Channel Disruption

Santa Fe Watershed Association wants to connect people with their backyard waterways

The Arroyo Chamiso starts near the botanical gardens on Museum Hill and St. John's College, runs north of the Albertsons at the south end of St. Francis, underneath the railway trestle, and south by the Genoveva Chavez Community Center. There, it meets the city's largest arroyo, and perhaps the ancestral course of the Santa Fe River, the Arroyo Hondo. The Arroyo de los Pinos runs through the middle of the city, by the parks.

"In parts of it, you get down in there and it's like, 'Wow, this is a pristine urban forest,' and it feels kind of neat," says Andy Otto, executive director of the Santa Fe Watershed Association. "Other parts of it, it's like, 'Wow this is really dangerous'—like if there's a cloud in the sky, don't go near them."

There's a beautiful patterning to learning the city not by its circuitous streets, but by the veins through which the water runs. This geography groups neighborhoods around some 80 miles of arroyos webbed through town, eventually feeding the Santa Fe River. But ultimately, says Aaron Kauffman, founder of Southwest Urban Hydrology and a contributor for technical reports for the association, arroyos mark a landscape out of balance.

"Arroyos are pretty good indication that not only has there been some disturbance, but they're drawing water out of the landscape, they're pulling water out of the landscape faster," Kauffman says.

So the Santa Fe Watershed Association, recognized in the Best of Santa Fe readers' poll last year as the region's Best Nonprofit for the Environment, is launching a program to adopt arroyos. The strategy is patterned after the organization's 18-year-old river clean-up efforts that aim to remove garbage and slow erosion. Some of that effort will start far upstream, in gains made an actual foot at a time.

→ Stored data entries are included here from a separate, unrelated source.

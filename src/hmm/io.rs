//!
//! Text parameter file
//!
//! ```text
//! # motifhmm parameters
//! Version 2
//! Groups 3
//! 0   special     start       0   0   0   0
//! 1   background  background  0   0   0   1
//! 2   motif       m1          0   0   0   2,3,4
//! Class   main    m1  0.5,0.5 0.6,0.03
//! Transition 5
//! 0   0.99    0.01    0   0
//! ...
//! Emission 5
//! 0   0   0   0
//! ...
//! ```
//!
//! Group lines hold the index, kind, name, left/right padding, number of
//! insertion states and the comma separated states. Version 1 files carry
//! group lines with index, kind, name and states only, and no class lines.
//! Values are tab separated and written with the shortest representation
//! that reads back to the same `f64`.
//!
use super::model::{check_group, ClassParams, Group, GroupKind, Model};
use crate::common::N_EMISSIONS;
use crate::error::{Error, Result};
use itertools::Itertools;
use ndarray::Array2;
use std::collections::BTreeMap;
use std::io::BufRead;
use std::path::Path;

/// version written by `to_writer`
pub const FORMAT_VERSION: usize = 2;

impl std::fmt::Display for Model {
    fn fmt(&self, f: &mut std::fmt::Formatter) -> std::fmt::Result {
        writeln!(f, "# motifhmm parameters")?;
        writeln!(f, "Version {}", FORMAT_VERSION)?;
        writeln!(f, "Groups {}", self.groups.len())?;
        for (i, g) in self.groups.iter().enumerate() {
            writeln!(
                f,
                "{}\t{}\t{}\t{}\t{}\t{}\t{}",
                i,
                g.kind,
                g.name,
                g.pad_left,
                g.pad_right,
                g.n_insertions,
                g.states.iter().join(",")
            )?;
        }
        for ((contrast, motif), params) in self.class_params.iter() {
            writeln!(
                f,
                "Class\t{}\t{}\t{}\t{}",
                contrast,
                motif,
                params.class_prior.iter().join(","),
                params.motif_prior.iter().join(",")
            )?;
        }
        writeln!(f, "Transition {}", self.n_states())?;
        for row in self.transition.rows() {
            writeln!(f, "{}", row.iter().join("\t"))?;
        }
        writeln!(f, "Emission {}", self.n_states())?;
        for row in self.emission.rows() {
            writeln!(f, "{}", row.iter().join("\t"))?;
        }
        Ok(())
    }
}

fn syntax<T>(line: usize, message: String) -> Result<T> {
    Err(Error::Syntax { line, message })
}

fn parse_value<T: std::str::FromStr>(line: usize, token: &str) -> Result<T> {
    token
        .parse::<T>()
        .or_else(|_| syntax(line, format!("invalid value {:?}", token)))
}

fn parse_list<T: std::str::FromStr>(line: usize, token: &str) -> Result<Vec<T>> {
    token.split(',').map(|x| parse_value(line, x)).collect()
}

///
/// `<keyword> <n>` header line
///
fn parse_header(line: usize, text: &str, keyword: &str) -> Result<usize> {
    let mut tokens = text.split_whitespace();
    match (tokens.next(), tokens.next(), tokens.next()) {
        (Some(k), Some(n), None) if k == keyword => parse_value(line, n),
        _ => syntax(line, format!("expected \"{} <n>\", found {:?}", keyword, text)),
    }
}

fn parse_group(line: usize, text: &str, version: usize, index: usize) -> Result<Group> {
    let tokens: Vec<&str> = text.split_whitespace().collect();
    let n_fields = if version == 1 { 4 } else { 7 };
    if tokens.len() != n_fields {
        return syntax(
            line,
            format!("expected {} fields in group line, found {}", n_fields, tokens.len()),
        );
    }
    if parse_value::<usize>(line, tokens[0])? != index {
        return syntax(line, format!("expected group {}", index));
    }
    let kind: GroupKind = tokens[1]
        .parse()
        .or_else(|e: String| syntax(line, e))?;
    let (pad_left, pad_right, n_insertions) = if version == 1 {
        (0, 0, 0)
    } else {
        (
            parse_value(line, tokens[3])?,
            parse_value(line, tokens[4])?,
            parse_value(line, tokens[5])?,
        )
    };
    let group = Group {
        kind,
        name: tokens[2].to_string(),
        states: parse_list(line, tokens[n_fields - 1])?,
        pad_left,
        pad_right,
        n_insertions,
    };
    check_group(index, &group).or_else(|e| syntax(line, e))?;
    Ok(group)
}

///
/// Every state `< n` belongs to exactly one of the groups
///
fn check_states(groups: &[(usize, Group)], n: usize, transition_line: usize) -> Result<()> {
    let mut owned = vec![false; n];
    for (line, group) in groups.iter() {
        for &state in group.states.iter() {
            if state >= n {
                return syntax(*line, format!("state {} out of range of {} states", state, n));
            }
            if owned[state] {
                return syntax(*line, format!("state {} belongs to two groups", state));
            }
            owned[state] = true;
        }
    }
    match owned.iter().position(|&x| !x) {
        Some(state) => syntax(transition_line, format!("state {} belongs to no group", state)),
        None => Ok(()),
    }
}

fn parse_class(line: usize, text: &str) -> Result<((String, String), ClassParams)> {
    let tokens: Vec<&str> = text.split_whitespace().collect();
    if tokens.len() != 5 {
        return syntax(line, format!("expected 5 fields in class line, found {}", tokens.len()));
    }
    let params = ClassParams {
        class_prior: parse_list(line, tokens[3])?,
        motif_prior: parse_list(line, tokens[4])?,
    };
    if params.class_prior.len() != params.motif_prior.len() {
        return syntax(line, "class and motif priors differ in length".to_string());
    }
    Ok(((tokens[1].to_string(), tokens[2].to_string()), params))
}

fn parse_row(line: usize, text: &str, n_cols: usize) -> Result<Vec<f64>> {
    let row: Vec<f64> = text
        .split_whitespace()
        .map(|x| parse_value(line, x))
        .collect::<Result<_>>()?;
    if row.len() != n_cols {
        return syntax(line, format!("expected {} values, found {}", n_cols, row.len()));
    }
    Ok(row)
}

impl Model {
    ///
    /// Write the parameter file
    ///
    pub fn to_writer<W: std::io::Write>(&self, mut writer: W) -> std::io::Result<()> {
        write!(writer, "{}", self)
    }
    ///
    /// create file with `to_writer`
    ///
    pub fn to_file<P: AsRef<Path>>(&self, path: P) -> Result<()> {
        let file = std::fs::File::create(path)?;
        let mut writer = std::io::BufWriter::new(file);
        self.to_writer(&mut writer)?;
        std::io::Write::flush(&mut writer)?;
        Ok(())
    }
    ///
    /// Parse a parameter file of version 1 or 2
    ///
    pub fn from_reader<R: BufRead>(reader: R) -> Result<Self> {
        // meaningful lines with their 1-based line numbers
        let mut lines = Vec::new();
        for (i, line) in reader.lines().enumerate() {
            let text = line?;
            let trimmed = text.trim();
            if !trimmed.is_empty() && !trimmed.starts_with('#') {
                lines.push((i + 1, trimmed.to_string()));
            }
        }
        let mut lines = lines.into_iter();
        let mut last_line = 0;
        let mut next = |what: &str| -> Result<(usize, String)> {
            match lines.next() {
                Some((line, text)) => {
                    last_line = line;
                    Ok((line, text))
                }
                None => syntax(last_line + 1, format!("unexpected end of file, expected {}", what)),
            }
        };

        let (line, text) = next("version")?;
        let version = parse_header(line, &text, "Version")?;
        if version != 1 && version != FORMAT_VERSION {
            return Err(Error::UnsupportedVersion(version));
        }

        let (line, text) = next("groups")?;
        let n_groups = parse_header(line, &text, "Groups")?;
        let mut groups = Vec::with_capacity(n_groups);
        for index in 0..n_groups {
            let (line, text) = next("group")?;
            groups.push((line, parse_group(line, &text, version, index)?));
        }

        let mut class_params = BTreeMap::new();
        let (mut line, mut text) = next("transitions")?;
        while version > 1 && text.starts_with("Class") {
            let (key, params) = parse_class(line, &text)?;
            class_params.insert(key, params);
            let (l, t) = next("transitions")?;
            line = l;
            text = t;
        }

        let n = parse_header(line, &text, "Transition")?;
        check_states(&groups, n, line)?;
        let mut transition = Array2::zeros((n, n));
        for i in 0..n {
            let (line, text) = next("transition row")?;
            for (j, x) in parse_row(line, &text, n)?.into_iter().enumerate() {
                transition[[i, j]] = x;
            }
        }

        let (line, text) = next("emissions")?;
        let m = parse_header(line, &text, "Emission")?;
        if m != n {
            return syntax(line, format!("expected {} emission rows, found {}", n, m));
        }
        let mut emission = Array2::zeros((n, N_EMISSIONS));
        for i in 0..n {
            let (line, text) = next("emission row")?;
            for (k, x) in parse_row(line, &text, N_EMISSIONS)?.into_iter().enumerate() {
                emission[[i, k]] = x;
            }
        }

        let groups = groups.into_iter().map(|(_, group)| group).collect();
        Model::from_parts(groups, transition, emission, class_params)
    }
    pub fn from_str(s: &str) -> Result<Self> {
        Self::from_reader(s.as_bytes())
    }
    ///
    /// Parse a parameter file, with path-specific errors
    ///
    pub fn from_file<P: AsRef<Path>>(path: P) -> Result<Self> {
        let path = path.as_ref();
        if !path.exists() {
            return Err(Error::ParameterFileMissing(path.to_path_buf()));
        }
        let file = std::fs::File::open(path).map_err(|source| Error::ParameterFileRead {
            path: path.to_path_buf(),
            source,
        })?;
        Self::from_reader(std::io::BufReader::new(file)).map_err(|e| match e {
            Error::Io(source) => Error::ParameterFileRead {
                path: path.to_path_buf(),
                source,
            },
            e => e,
        })
    }
}

#[cfg(test)]
mod tests {
    use super::*;
    use crate::hmm::model::tests::mock_model;
    use crate::hmm::model::MotifLayout;
    use crate::matrix::l1_diff;

    fn rich_model() -> Model {
        let mut model = mock_model();
        let layout = MotifLayout {
            insertions: vec![2],
            self_transition: true,
            pad_left: 1,
            pad_right: 0,
        };
        model
            .add_motif_iupac("CCGRA", 0.1, 37.0, 0.7, "m2", &layout)
            .unwrap();
        model.set_class_params(
            "main",
            "m1",
            ClassParams {
                class_prior: vec![0.3, 0.7],
                motif_prior: vec![0.6, 0.03],
            },
        );
        model
    }

    #[test]
    fn round_trip() {
        let model = rich_model();
        let s = model.to_string();
        let loaded = Model::from_str(&s).unwrap();
        assert_eq!(loaded.groups(), model.groups());
        assert_eq!(loaded.transition(), model.transition());
        assert_eq!(loaded.emission(), model.emission());
        assert_eq!(loaded.all_class_params(), model.all_class_params());
        assert_eq!(loaded.to_string(), s);
    }

    #[test]
    fn file_round_trip() {
        let model = rich_model();
        let dir = tempfile::tempdir().unwrap();
        let path = dir.path().join("model.hmm");
        model.to_file(&path).unwrap();
        let loaded = Model::from_file(&path).unwrap();
        assert!(l1_diff(loaded.transition(), model.transition()) == 0.0);
        assert!(loaded.check_consistency(1e-9));
        assert!(matches!(
            Model::from_file(dir.path().join("missing.hmm")),
            Err(Error::ParameterFileMissing(_))
        ));
    }

    #[test]
    fn version_1() {
        let s = "Version 1\nGroups 2\n0 special start 0\n1 background background 1\n\
                 Transition 2\n0 1\n0 1\nEmission 2\n0 0 0 0\n0.25 0.25 0.25 0.25\n";
        let model = Model::from_str(s).unwrap();
        assert_eq!(model.n_states(), 2);
        assert_eq!(model.group(1).kind, GroupKind::Background);
        assert!(model.check_consistency(1e-9));
    }

    #[test]
    fn unsupported_version() {
        let s = "Version 7\nGroups 0\n";
        assert!(matches!(
            Model::from_str(s),
            Err(Error::UnsupportedVersion(7))
        ));
    }

    ///
    /// replace line `i` (0-based) of `s`
    ///
    fn with_line(s: &str, i: usize, replacement: &str) -> String {
        s.lines()
            .enumerate()
            .map(|(k, l)| if k == i { format!("{}\n", replacement) } else { format!("{}\n", l) })
            .collect()
    }

    fn syntax_line(s: &str) -> usize {
        match Model::from_str(s) {
            Err(Error::Syntax { line, .. }) => line,
            r => panic!("unexpected {:?}", r.map(|m| m.n_states())),
        }
    }

    #[test]
    fn malformed_groups() {
        // line 4 is the start group, line 5 the background, line 6 the motif
        let s = mock_model().to_string();
        // swapped start and background
        assert_eq!(syntax_line(&with_line(&s, 3, "0\tbackground\tstart\t0\t0\t0\t0")), 4);
        // start group owning a motif state
        assert_eq!(syntax_line(&with_line(&s, 3, "0\tspecial\tstart\t0\t0\t0\t0,2")), 4);
        // motif with insertion states only
        assert_eq!(
            syntax_line(&with_line(&s, 5, "2\tmotif\tm1\t0\t0\t6\t2,3,4,5,6,7")),
            6
        );
        // padding without core
        assert_eq!(
            syntax_line(&with_line(&s, 5, "2\tmotif\tm1\t4\t2\t0\t2,3,4,5,6,7")),
            6
        );
        // a name with a space splits into too many fields
        assert_eq!(
            syntax_line(&with_line(&s, 5, "2\tmotif\tm 1\t0\t0\t0\t2,3,4,5,6,7")),
            6
        );
        // state out of range and shared state
        assert_eq!(
            syntax_line(&with_line(&s, 5, "2\tmotif\tm1\t0\t0\t0\t2,3,4,5,6,8")),
            6
        );
        assert_eq!(
            syntax_line(&with_line(&s, 5, "2\tmotif\tm1\t0\t0\t0\t1,3,4,5,6,7")),
            6
        );
        // state 2 left without group, reported at the transition header
        assert_eq!(
            syntax_line(&with_line(&s, 5, "2\tmotif\tm1\t0\t0\t0\t3,4,5,6,7")),
            7
        );
    }

    #[test]
    fn written_names_read_back() {
        let mut model = Model::new();
        assert!(model
            .add_motif_iupac("ACGT", 0.03, 100.0, 1.0, "my motif", &MotifLayout::default())
            .is_err());
        model
            .add_motif_iupac("ACGT", 0.03, 100.0, 1.0, "my_motif", &MotifLayout::default())
            .unwrap();
        let loaded = Model::from_str(&model.to_string()).unwrap();
        assert_eq!(loaded.group(2).name, "my_motif");
    }

    #[test]
    fn syntax_errors() {
        let model = mock_model();
        let s = model.to_string();
        // break the first transition row (line 8)
        let broken: String = s
            .lines()
            .enumerate()
            .map(|(i, l)| if i == 7 { "0 x 1\n".to_string() } else { format!("{}\n", l) })
            .collect();
        match Model::from_str(&broken) {
            Err(Error::Syntax { line, .. }) => assert_eq!(line, 8),
            r => panic!("unexpected {:?}", r.map(|m| m.n_states())),
        }
        let truncated: String = s.lines().take(10).map(|l| format!("{}\n", l)).collect();
        assert!(matches!(
            Model::from_str(&truncated),
            Err(Error::Syntax { .. })
        ));
    }
}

Volunteer crews are adopting a "reach," a 2,000-foot section of an arroyo. The goal comes down to a simple recipe for the water, Otto says: "Our mantra is, 'Slow it, spread it, sink it.'"

Historically, sandy plains characterized Northern New Mexico. Early colonists wrote about open basins braided with streams people could hop across without wetting their boots. But over the centuries, those channels have eroded. In downtown Santa Fe, pavement, rooftops and soil compaction, all of which prevent water from running over and seeping into the ground, are leading contributors to the problem.

As water channelizes into a few streambeds, it runs at higher volumes and faster speeds, and erodes more of the soil around it. The result is visible in the Santa Fe River, once level with Water Street, and now at least a dozen feet below it. Continued erosion can threaten adjacent homes, as well as the sewer and water lines crossing arroyos and, in the case of the Arroyo Torreon, potentially expose a historic city dump.

Some of these gains will be achieved in inches—literally. Environmental laws allow modifications to a streambed of up to 12 inches without chasing a flood of paperwork for approvals, so work could see volunteers placing 12-inch-tall rocks in smaller channels to slow the water and stall out sediment. Other measures will work to slow the water from cutting deeper channels, or collect sediment where it may block water and can host willows. Work is still in planning stages, and likely will target upper reaches.

Some solutions could start well outside the territory La Llorona is said to haunt—in rain gardens in backyards and alongside parking lots, and other rain catchments.

"One of the ways to help arroyos heal or address some of the problems is just to deprive them of runoff," Kauffman says. "The more we can do to store stormwater in soils, the better."

But will this map of the city disappear? Not any time soon. These channels can form in decades. Recovering can take millennia.